JULIEN.—Merci, maîtresse; je suis bien reconnaissant de votre bonté pour moi. Je puis aller à la foire?

MADAME BONARD.—Certainement, mon ami; et je t'accompagnerai pour t'acheter ce qu'il te faut.

FRÉDÉRIC.—Et moi, maman, puis-je y aller dès le matin?

MADAME BONARD.—Non, mon garçon, tu resteras ici pour garder la maison et soigner les bestiaux jusqu'à mon retour. Je partirai de bon matin, tu pourras y aller après midi.»

Mme Bonard remit l'argent dans le sac, rattacha la ficelle, le remit en place, ôta la clef et la posa dans sa cachette, derrière l'armoire. Puis elle se mit à faire les préparatifs du souper. Julien l'aidait de son mieux. Frédéric resta pensif; au bout de quelques instants, il se leva et sortit.

MADAME BONARD.—Où vas-tu, Frédéric?

FRÉDÉRIC.—Je vais voir si mon père est rentré avec les chevaux et s'il a besoin de moi.

MADAME BONARD.—C'est très bien, mon ami. Cela fera plaisir à ton père.
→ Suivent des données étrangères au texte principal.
//! # Bottle Session
//!
//! The lifecycle of viewing a single bottle: one live bottle stream, access
//! re-resolution on every delivery, and a chat subscription that exists only
//! while the bottle is unlocked with chat enabled. The session is
//! pull-driven: every state transition happens synchronously inside
//! `next_event`, `set_password`, or `attempt_unlock`. Dropping the session
//! detaches both listeners.

use std::collections::BTreeMap;
use std::sync::Arc;

use tracing::{debug, info, warn};

use domains::access::{AccessState, LockReason, ViewerContext};
use domains::error::{AppError, Result};
use domains::models::{Bottle, ChatMessage, ChatMessageRecord};
use domains::paths::DbPath;
use domains::ports::{Clock, IdentityProvider, Store};
use domains::time::to_timestamp;

use crate::bottles::BottleService;
use crate::chat;
use crate::resolver::resolve;
use crate::snapshot::{Snapshot, SnapshotStream};

type ChatMap = BTreeMap<String, ChatMessage>;

/// One delivery from the session. Bottle and chat streams carry no ordering
/// guarantee relative to each other; consumers treat them independently.
#[derive(Debug)]
pub enum SessionEvent {
    State(AccessState),
    Chat(Vec<ChatMessageRecord>),
}

/// Outcome of an unlock attempt.
#[derive(Debug, PartialEq)]
pub enum UnlockOutcome {
    /// The unlock write was issued and the opener registered.
    Unlocked,
    /// The persisted flag was already clear; nothing was written.
    AlreadyUnlocked,
    /// A gating reason other than `Unknown` is active. Not an error, and no
    /// network call was made.
    Refused(AccessState),
}

pub struct BottleSession {
    bottle_id: String,
    distance_km: f64,
    supplied_password: String,

    bottles: BottleService,
    store: Arc<dyn Store>,
    identity: Arc<dyn IdentityProvider>,
    clock: Arc<dyn Clock>,

    bottle_stream: SnapshotStream<Bottle>,
    chat_stream: Option<SnapshotStream<ChatMap>>,

    latest: Option<Bottle>,
    state: AccessState,
}

enum Incoming {
    Bottle(Option<Snapshot<Bottle>>),
    Chat(Option<Snapshot<ChatMap>>),
}

impl BottleSession {
    pub(crate) fn open(
        bottles: BottleService,
        store: Arc<dyn Store>,
        identity: Arc<dyn IdentityProvider>,
        clock: Arc<dyn Clock>,
        bottle_id: &str,
        distance_km: f64,
    ) -> Self {
        info!(bottle_id, distance_km, "bottle session opened");
        let bottle_stream = SnapshotStream::open(store.as_ref(), &DbPath::bottle(bottle_id));
        Self {
            bottle_id: bottle_id.to_string(),
            distance_km,
            supplied_password: String::new(),
            bottles,
            store,
            identity,
            clock,
            bottle_stream,
            chat_stream: None,
            latest: None,
            state: AccessState::Loading,
        }
    }

    pub fn bottle_id(&self) -> &str {
        &self.bottle_id
    }

    pub fn state(&self) -> &AccessState {
        &self.state
    }

    /// The latest bottle snapshot, if one has arrived.
    pub fn bottle(&self) -> Option<&Bottle> {
        self.latest.as_ref()
    }

    fn context(&self) -> ViewerContext {
        ViewerContext {
            now: to_timestamp(self.clock.now()),
            distance_km: self.distance_km,
            supplied_password: self.supplied_password.clone(),
        }
    }

    /// Updates the candidate password and re-resolves synchronously against
    /// the latest snapshot.
    pub fn set_password(&mut self, password: impl Into<String>) -> &AccessState {
        self.supplied_password = password.into();
        if let Some(bottle) = self.latest.clone() {
            self.apply_bottle(&bottle);
        }
        &self.state
    }

    /// Next session delivery. Returns `None` once the bottle listener is
    /// detached (the session is over).
    pub async fn next_event(&mut self) -> Option<SessionEvent> {
        loop {
            let incoming = match self.chat_stream.as_mut() {
                Some(chat) => {
                    let bottle_stream = &mut self.bottle_stream;
                    tokio::select! {
                        biased;
                        snap = bottle_stream.next() => Incoming::Bottle(snap),
                        snap = chat.next() => Incoming::Chat(snap),
                    }
                }
                None => Incoming::Bottle(self.bottle_stream.next().await),
            };

            match incoming {
                Incoming::Bottle(None) => return None,
                Incoming::Bottle(Some(snapshot)) => {
                    return Some(self.apply_snapshot(snapshot));
                }
                Incoming::Chat(None) => {
                    // Listener was claimed elsewhere; drop our side and
                    // keep serving bottle deliveries.
                    self.chat_stream = None;
                }
                Incoming::Chat(Some(snapshot)) => {
                    // Absent or undecodable rooms collapse to an empty list.
                    let room = snapshot.into_value().unwrap_or_default();
                    return Some(SessionEvent::Chat(chat::collate(room)));
                }
            }
        }
    }

    fn apply_snapshot(&mut self, snapshot: Snapshot<Bottle>) -> SessionEvent {
        match snapshot.into_value() {
            Some(bottle) => {
                self.latest = Some(bottle.clone());
                self.apply_bottle(&bottle);
            }
            // Missing and undecodable payloads both degrade to absence.
            None => {
                self.latest = None;
                self.state = AccessState::Error("bottle not found".to_string());
                self.close_chat();
            }
        }
        SessionEvent::State(self.state.clone())
    }

    fn apply_bottle(&mut self, bottle: &Bottle) {
        self.state = resolve(bottle, &self.context());
        debug!(bottle_id = %self.bottle_id, state = ?self.state, "access state resolved");

        if self.state == AccessState::Unlocked && bottle.chat_enabled {
            self.open_chat();
        } else {
            self.close_chat();
        }
    }

    fn open_chat(&mut self) {
        if self.chat_stream.is_none() {
            debug!(bottle_id = %self.bottle_id, "chat subscription opened");
            self.chat_stream = Some(SnapshotStream::open(
                self.store.as_ref(),
                &DbPath::chat_room(&self.bottle_id),
            ));
        }
    }

    fn close_chat(&mut self) {
        if self.chat_stream.take().is_some() {
            debug!(bottle_id = %self.bottle_id, "chat subscription closed");
        }
    }

    /// Re-resolves synchronously from the latest snapshot and, only when the
    /// resolution is `Locked(Unknown)`, issues the remote unlock together
    /// with the opener registration. Any other gating reason refuses without
    /// touching the network.
    pub async fn attempt_unlock(&mut self) -> Result<UnlockOutcome> {
        let bottle = self
            .latest
            .clone()
            .ok_or_else(|| AppError::Validation("no bottle snapshot yet".into()))?;
        let uid = self
            .identity
            .current_viewer_id()
            .ok_or_else(|| AppError::Unauthorized("unlock requires a signed-in user".into()))?;

        let resolved = resolve(&bottle, &self.context());
        match resolved {
            AccessState::Locked(LockReason::Unknown) => {
                let opened_at = to_timestamp(self.clock.now());
                self.bottles.register_opener(&self.bottle_id, &uid, self.distance_km).await?;
                self.bottles.unlock(&self.bottle_id, opened_at).await?;
                Ok(UnlockOutcome::Unlocked)
            }
            AccessState::Unlocked => Ok(UnlockOutcome::AlreadyUnlocked),
            refused => {
                warn!(bottle_id = %self.bottle_id, state = ?refused, "unlock refused");
                self.state = refused.clone();
                Ok(UnlockOutcome::Refused(refused))
            }
        }
    }

    /// Ends the session, detaching both listeners. Dropping the session has
    /// the same effect; this just makes the intent explicit at call sites.
    pub fn stop(self) {
        info!(bottle_id = %self.bottle_id, "bottle session stopped");
    }
}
«Cela m'étonne, continua-t-elle quand il fut parti; en général, il ne fait tout juste que ce qui lui a été commandé. Je serais bien heureuse qu'il changeât de caractère. Maintenant que nous allons te perdre, mon Julien, il va bien falloir qu'il travaille davantage. Son père le fera marcher pour le gros de l'ouvrage, mais pour le détail il faudra que Frédéric y pense de lui-même et le fasse.